Prime Minister Narendra Modi has come under pressure from within his own party, the BJP, after it lost in the April national assembly elections in the key state of West Bengal. Several long-serving BJP members, including the Indian government’s spokesperson and ministers of health, IT, and education resigned. When Modi was reelected in 2019, he fired 12 ministers and then reshuffled his cabinet again on 7 July to replace those that stepped down, and arguably to quell criticism of the government’s mismanagement of the COVID-19 crisis in India.
In a televised address to the nation, Modi boasted that India was ahead of developed nations in its’ vaccination campaign and was quelling vaccine hesitancy. He announced that every person living in India can get the vaccine, yet only 4 percent of the population has received at least one dose and millions remain unvaccinated. It is highly doubtful that Prime Minister Modi will be able to keep his promise, made in January 2021, to vaccinate 300 million people by August 2021.

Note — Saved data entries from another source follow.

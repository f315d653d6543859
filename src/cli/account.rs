//! Account CLI commands
//!
//! Implements CLI commands for account management.

use clap::Subcommand;

use crate::config::settings::Settings;
use crate::display::account::{format_account_details, format_account_list};
use crate::error::{MoneyError, MoneyResult};
use crate::models::Money;
use crate::services::AccountService;
use crate::storage::Storage;

/// Account subcommands
#[derive(Subcommand)]
pub enum AccountCommands {
    /// Create a new account
    #[command(alias = "create")]
    Add {
        /// Account name
        name: String,
        /// Initial balance (e.g., "10000" or "¥10,000")
        #[arg(short, long, default_value = "0", allow_hyphen_values = true)]
        balance: String,
    },
    /// List all accounts with balances
    List,
    /// Show account details
    Show {
        /// Account name or ID
        account: String,
    },
}

/// Handle an account command
pub fn handle_account_command(
    storage: &Storage,
    settings: &Settings,
    cmd: AccountCommands,
) -> MoneyResult<()> {
    let service = AccountService::new(storage);

    match cmd {
        AccountCommands::Add { name, balance } => {
            let initial_balance = Money::parse(&balance).map_err(|e| {
                MoneyError::Validation(format!("Invalid balance '{}': {}", balance, e))
            })?;

            let account = service.create(&name, initial_balance)?;

            println!("Created account: {}", account.name);
            println!(
                "  Initial Balance: {}",
                account.balance.format_with_symbol(&settings.currency_symbol)
            );
            println!("  ID: {}", account.id);
        }

        AccountCommands::List => {
            let accounts = service.list()?;
            println!("{}", format_account_list(&accounts));
        }

        AccountCommands::Show { account } => {
            let found = service.resolve(&account)?;
            print!("{}", format_account_details(&found));
        }
    }

    Ok(())
}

India prides itself on being the world’s largest democracy, yet democracy is in decline in India. The increasingly Hindu-nationalist Modi government and its state allies continue to crackdown on government critics and further displace millions of already internally displaced people, and harshly target and discriminate against Muslims. According to a Freedom House Report entitled Democracy under Siege, India’s political score declined from Free to Partly Free in 2021. When leaders such as Modi rely on rhetoric and do not unify and protect their people, democracy declines, a trend exacerbated by the COVID-19 pandemic.